Deutschland hat sich in Jahrhunderten von einem
Bauernstaat zu einer der größten Industriemächte
der Welt entwickelt. Auch was Neuentwicklungen auf
dem Computersektor angeht, nehmen bundesdeutsche
Firmen, wie zum Beispiel Siemens, eine dominierende
Stellung ein.
Eigentlich sollte man meinen, daß ein derartiger
Innovationsschub, der sich in relativ kurzer Zeit
vollzogen hat ( die Computertechnik ist erst einige
Jahrzehnte alt, geschichtlich gesehen eine extrem
kurze Zeitspanne), auch liberales Denken mit sich
bringen müßte.
Im Gegensatz zu anderen Ländern beharren wir
Deutschen aber immer noch auf unserem traditionellen
arbeitsfreien Sonntag, lehnen uns gegen flexiblere
Ladenschlußzeiten auf.
Ist der Deutsche hysterisch?
Diese Frage hört man immer wieder in anderen Ländern, wo man nicht verstehen kann, daß eine technisch so
fortschrittliche Nation wie die Bundesrepublik ein
derartiges ' Theater' wegen der Einführung eines
Dienstleistungsabends veranstaltet.
Die vorläufige Genehmigung der Sonntagsproduktion beim Chip-Hersteller IBM ist sicherlich ein richtiger
Schritt in die richtige Richtung.
Alle beklagen zu hohe Steuern und die gestiegene
Arbeitslosigkeit, aber die wenigsten erkennen, daß
die Starrsinnigkeit der Deutschen ein Grund dafür
ist. Schließlich läßt sich nicht wegdiskutieren, daß
z. B. eine 6- tägige Chip-Produktion wesentlich
kostenintensiver ist, als die Chip-Produktion
rundum- die-Uhr, und daß es deshalb viele Firmen
vorziehen, im Ausland zu produzieren, wo sie nicht
von derartigen Beschränkungen behindert werden.

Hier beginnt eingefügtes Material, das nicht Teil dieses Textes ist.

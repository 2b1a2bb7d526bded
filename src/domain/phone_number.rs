use std::fmt::Debug;

#[derive(Debug, Clone)]
pub struct PhoneNumber(pub String);

impl PhoneNumber{
    // Loose check: digits plus the usual separators, at least three digits.
    // Reservations come from many countries so no numbering plan is enforced.
    pub fn parse(number: String) -> Result<PhoneNumber, String>{
        let number = number.trim().to_string();
        let allowed = number
            .chars()
            .all(|c| c.is_ascii_digit() || matches!(c, ' ' | '+' | '-' | '(' | ')' | '.'));
        let digits = number.chars().filter(|c| c.is_ascii_digit()).count();

        if allowed && digits >= 3 {
            Ok(Self(number))
        } else {
            Err(format!("{} is not a valid phone number", number))
        }
    }

    pub fn inner(&self) -> String {
        self.0.clone()
    }
}

impl std::fmt::Display for PhoneNumber {
    fn fmt(&self, f: &mut std::fmt::Formatter<'_>) -> std::fmt::Result {
        std::fmt::Display::fmt(&self.0, f)
    }
}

Dadurch entgehen dem deutschen Staat nicht nur
erhebliche Steuereinnahmen, sondern auch die
Schaffung neuer Arbeitsplätze. Gerade die Herren der
Gewerkschaften sollten sich deshalb nicht wie der
Vormund der Nation aufspielen, sondern ihre
Einstellung noch einmal überdenken.
Schließlich stammt unser Reichtum daher, daß wir bis
jetzt immer wettbewerbsfähig waren. Wie lange noch?